use std::fmt;

use chrono::{NaiveDate, NaiveDateTime};

use crate::table::InsertRow;
use crate::value::SqlValue;

#[derive(Debug, Clone, PartialEq)]
pub struct Country {
    /// ISO-style two-letter uppercase code.
    pub code: String,
    pub name: String,
    pub flag_url: String,
}

impl Country {
    pub fn new(code: impl Into<String>, name: impl Into<String>) -> Self {
        let code = code.into();
        let flag_url = format!("https://flags.example/{}.png", code.to_lowercase());
        Self {
            code,
            name: name.into(),
            flag_url,
        }
    }
}

#[derive(Debug, Clone, PartialEq)]
pub struct GameMode {
    pub id: u32,
    pub name: String,
    pub description: String,
}

impl GameMode {
    /// Mode names in id order; ids start at 1.
    pub const NAMES: [&'static str; 4] = ["taiko", "standard", "mania", "ctb"];
    pub const COUNT: usize = Self::NAMES.len();
}

#[derive(Debug, Clone, PartialEq)]
pub struct Mod {
    pub id: u32,
    pub code: String,
    pub name: String,
    pub description: String,
}

#[derive(Debug, Clone, PartialEq)]
pub struct Medal {
    pub id: u32,
    pub name: String,
    pub description: String,
    pub icon_url: String,
}

#[derive(Debug, Clone, PartialEq)]
pub struct Player {
    pub id: u32,
    pub username: String,
    pub password_hash: String,
    pub email: String,
    pub country_code: String,
    pub join_date: NaiveDate,
}

#[derive(Debug, Clone, Copy, PartialEq, Eq, Hash)]
pub enum BeatmapStatus {
    Ranked,
    Loved,
    Pending,
    Graveyard,
}

impl BeatmapStatus {
    pub const ALL: [BeatmapStatus; 4] = [
        BeatmapStatus::Ranked,
        BeatmapStatus::Loved,
        BeatmapStatus::Pending,
        BeatmapStatus::Graveyard,
    ];

    pub fn as_str(self) -> &'static str {
        match self {
            BeatmapStatus::Ranked => "Ranked",
            BeatmapStatus::Loved => "Loved",
            BeatmapStatus::Pending => "Pending",
            BeatmapStatus::Graveyard => "Graveyard",
        }
    }

    /// Whether sets with this status carry an approval date.
    pub fn is_approved(self) -> bool {
        matches!(self, BeatmapStatus::Ranked | BeatmapStatus::Loved)
    }
}

impl fmt::Display for BeatmapStatus {
    fn fmt(&self, f: &mut fmt::Formatter<'_>) -> fmt::Result {
        f.write_str(self.as_str())
    }
}

#[derive(Debug, Clone, PartialEq)]
pub struct BeatmapSet {
    pub id: u32,
    pub title: String,
    pub artist: String,
    /// Username of the mapping player, stored as text.
    pub creator: String,
    pub source: String,
    pub tags: String,
    pub status: BeatmapStatus,
    pub approved_date: Option<NaiveDate>,
}

#[derive(Debug, Clone, PartialEq)]
pub struct Beatmap {
    pub id: u32,
    pub set_id: u32,
    pub mode_id: u32,
    pub difficulty_name: String,
    pub difficulty_rating: f64,
    pub total_length: u32,
    pub bpm: u32,
    pub max_combo: u32,
    pub approach_rate: f64,
    pub overall_difficulty: f64,
    pub circle_size: f64,
    pub health_points: f64,
}

#[allow(clippy::upper_case_acronyms)]
#[derive(Debug, Clone, Copy, PartialEq, Eq, Hash)]
pub enum Rank {
    SS,
    SSH,
    S,
    SH,
    A,
    B,
    C,
    D,
}

impl Rank {
    pub const ALL: [Rank; 8] = [
        Rank::SS,
        Rank::SSH,
        Rank::S,
        Rank::SH,
        Rank::A,
        Rank::B,
        Rank::C,
        Rank::D,
    ];

    pub fn as_str(self) -> &'static str {
        match self {
            Rank::SS => "SS",
            Rank::SSH => "SSH",
            Rank::S => "S",
            Rank::SH => "SH",
            Rank::A => "A",
            Rank::B => "B",
            Rank::C => "C",
            Rank::D => "D",
        }
    }
}

impl fmt::Display for Rank {
    fn fmt(&self, f: &mut fmt::Formatter<'_>) -> fmt::Result {
        f.write_str(self.as_str())
    }
}

#[derive(Debug, Clone, PartialEq)]
pub struct Play {
    pub id: u32,
    pub player_id: u32,
    pub beatmap_id: u32,
    pub score: u32,
    pub max_combo: u32,
    pub accuracy: f64,
    pub rank: Rank,
    pub date_played: NaiveDateTime,
    pub perfect: bool,
}

#[derive(Debug, Clone, Copy, PartialEq, Eq, Hash)]
pub struct PlayMod {
    pub play_id: u32,
    pub mod_id: u32,
}

#[derive(Debug, Clone, PartialEq)]
pub struct PlayerMedal {
    pub player_id: u32,
    pub medal_id: u32,
    pub achieved_date: NaiveDate,
}

#[derive(Debug, Clone, PartialEq)]
pub struct PlayerStat {
    pub player_id: u32,
    pub mode_id: u32,
    pub global_rank: u32,
    pub local_rank: u32,
    pub pp_total: f64,
    pub playcount: u32,
    pub overall_accuracy: f64,
}

impl InsertRow for Country {
    const TABLE: &'static str = "Countries";
    const COLUMNS: &'static [&'static str] = &["code", "name", "flag_url"];

    fn values(&self) -> Vec<SqlValue> {
        vec![
            self.code.as_str().into(),
            self.name.as_str().into(),
            self.flag_url.as_str().into(),
        ]
    }
}

impl InsertRow for GameMode {
    const TABLE: &'static str = "GameModes";
    const COLUMNS: &'static [&'static str] = &["id_mode", "name", "description"];

    fn values(&self) -> Vec<SqlValue> {
        vec![
            self.id.into(),
            self.name.as_str().into(),
            self.description.as_str().into(),
        ]
    }
}

impl InsertRow for Mod {
    const TABLE: &'static str = "Mods";
    const COLUMNS: &'static [&'static str] = &["id_mod", "code", "name", "description"];

    fn values(&self) -> Vec<SqlValue> {
        vec![
            self.id.into(),
            self.code.as_str().into(),
            self.name.as_str().into(),
            self.description.as_str().into(),
        ]
    }
}

impl InsertRow for Medal {
    const TABLE: &'static str = "Medals";
    const COLUMNS: &'static [&'static str] = &["id_medal", "name", "description", "icon_url"];

    fn values(&self) -> Vec<SqlValue> {
        vec![
            self.id.into(),
            self.name.as_str().into(),
            self.description.as_str().into(),
            self.icon_url.as_str().into(),
        ]
    }
}

impl InsertRow for Player {
    const TABLE: &'static str = "Players";
    const COLUMNS: &'static [&'static str] = &[
        "id_player",
        "username",
        "password_hash",
        "email",
        "country_code",
        "join_date",
    ];

    fn values(&self) -> Vec<SqlValue> {
        vec![
            self.id.into(),
            self.username.as_str().into(),
            self.password_hash.as_str().into(),
            self.email.as_str().into(),
            self.country_code.as_str().into(),
            self.join_date.into(),
        ]
    }
}

impl InsertRow for BeatmapSet {
    const TABLE: &'static str = "BeatmapSets";
    const COLUMNS: &'static [&'static str] = &[
        "id_set",
        "title",
        "artist",
        "creator",
        "source",
        "tags",
        "status",
        "approved_date",
    ];

    fn values(&self) -> Vec<SqlValue> {
        vec![
            self.id.into(),
            self.title.as_str().into(),
            self.artist.as_str().into(),
            self.creator.as_str().into(),
            self.source.as_str().into(),
            self.tags.as_str().into(),
            self.status.as_str().into(),
            self.approved_date.into(),
        ]
    }
}

impl InsertRow for Beatmap {
    const TABLE: &'static str = "Beatmaps";
    const COLUMNS: &'static [&'static str] = &[
        "id_beatmap",
        "id_set",
        "id_mode",
        "difficulty_name",
        "difficulty_rating",
        "total_length",
        "bpm",
        "max_combo",
        "approach_rate",
        "overall_difficulty",
        "circle_size",
        "health_points",
    ];

    fn values(&self) -> Vec<SqlValue> {
        vec![
            self.id.into(),
            self.set_id.into(),
            self.mode_id.into(),
            self.difficulty_name.as_str().into(),
            self.difficulty_rating.into(),
            self.total_length.into(),
            self.bpm.into(),
            self.max_combo.into(),
            self.approach_rate.into(),
            self.overall_difficulty.into(),
            self.circle_size.into(),
            self.health_points.into(),
        ]
    }
}

impl InsertRow for Play {
    const TABLE: &'static str = "Plays";
    const COLUMNS: &'static [&'static str] = &[
        "id_play",
        "id_player",
        "id_beatmap",
        "score",
        "max_combo",
        "accuracy",
        "rank",
        "date_played",
        "perfect",
    ];

    fn values(&self) -> Vec<SqlValue> {
        vec![
            self.id.into(),
            self.player_id.into(),
            self.beatmap_id.into(),
            self.score.into(),
            self.max_combo.into(),
            self.accuracy.into(),
            self.rank.as_str().into(),
            self.date_played.into(),
            self.perfect.into(),
        ]
    }
}

impl InsertRow for PlayMod {
    const TABLE: &'static str = "PlayMods";
    const COLUMNS: &'static [&'static str] = &["id_play", "id_mod"];

    fn values(&self) -> Vec<SqlValue> {
        vec![self.play_id.into(), self.mod_id.into()]
    }
}

impl InsertRow for PlayerMedal {
    const TABLE: &'static str = "PlayerMedals";
    const COLUMNS: &'static [&'static str] = &["id_player", "id_medal", "achieved_date"];

    fn values(&self) -> Vec<SqlValue> {
        vec![
            self.player_id.into(),
            self.medal_id.into(),
            self.achieved_date.into(),
        ]
    }
}

impl InsertRow for PlayerStat {
    const TABLE: &'static str = "PlayerStats";
    const COLUMNS: &'static [&'static str] = &[
        "id_player",
        "id_mode",
        "global_rank",
        "local_rank",
        "pp_total",
        "playcount",
        "overall_accuracy",
    ];

    fn values(&self) -> Vec<SqlValue> {
        vec![
            self.player_id.into(),
            self.mode_id.into(),
            self.global_rank.into(),
            self.local_rank.into(),
            self.pp_total.into(),
            self.playcount.into(),
            self.overall_accuracy.into(),
        ]
    }
}

/// Table names in dependency (and emission) order.
pub const TABLE_ORDER: [&str; 11] = [
    Country::TABLE,
    GameMode::TABLE,
    Mod::TABLE,
    Medal::TABLE,
    Player::TABLE,
    BeatmapSet::TABLE,
    Beatmap::TABLE,
    Play::TABLE,
    PlayMod::TABLE,
    PlayerMedal::TABLE,
    PlayerStat::TABLE,
];

/// Every generated collection of a run.
#[derive(Debug, Clone, Default, PartialEq)]
pub struct Dataset {
    pub countries: Vec<Country>,
    pub game_modes: Vec<GameMode>,
    pub mods: Vec<Mod>,
    pub medals: Vec<Medal>,
    pub players: Vec<Player>,
    pub beatmap_sets: Vec<BeatmapSet>,
    pub beatmaps: Vec<Beatmap>,
    pub plays: Vec<Play>,
    pub play_mods: Vec<PlayMod>,
    pub player_medals: Vec<PlayerMedal>,
    pub player_stats: Vec<PlayerStat>,
}

impl Dataset {
    /// Row counts keyed by table name, in emission order.
    pub fn row_counts(&self) -> Vec<(&'static str, usize)> {
        vec![
            (Country::TABLE, self.countries.len()),
            (GameMode::TABLE, self.game_modes.len()),
            (Mod::TABLE, self.mods.len()),
            (Medal::TABLE, self.medals.len()),
            (Player::TABLE, self.players.len()),
            (BeatmapSet::TABLE, self.beatmap_sets.len()),
            (Beatmap::TABLE, self.beatmaps.len()),
            (Play::TABLE, self.plays.len()),
            (PlayMod::TABLE, self.play_mods.len()),
            (PlayerMedal::TABLE, self.player_medals.len()),
            (PlayerStat::TABLE, self.player_stats.len()),
        ]
    }
}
········
**Work instruction:**
For the string "email", go through the entries above and copy each line where it occurs.

**Completed exercise:**
    pub email: String,
        "email",
            self.email.as_str().into(),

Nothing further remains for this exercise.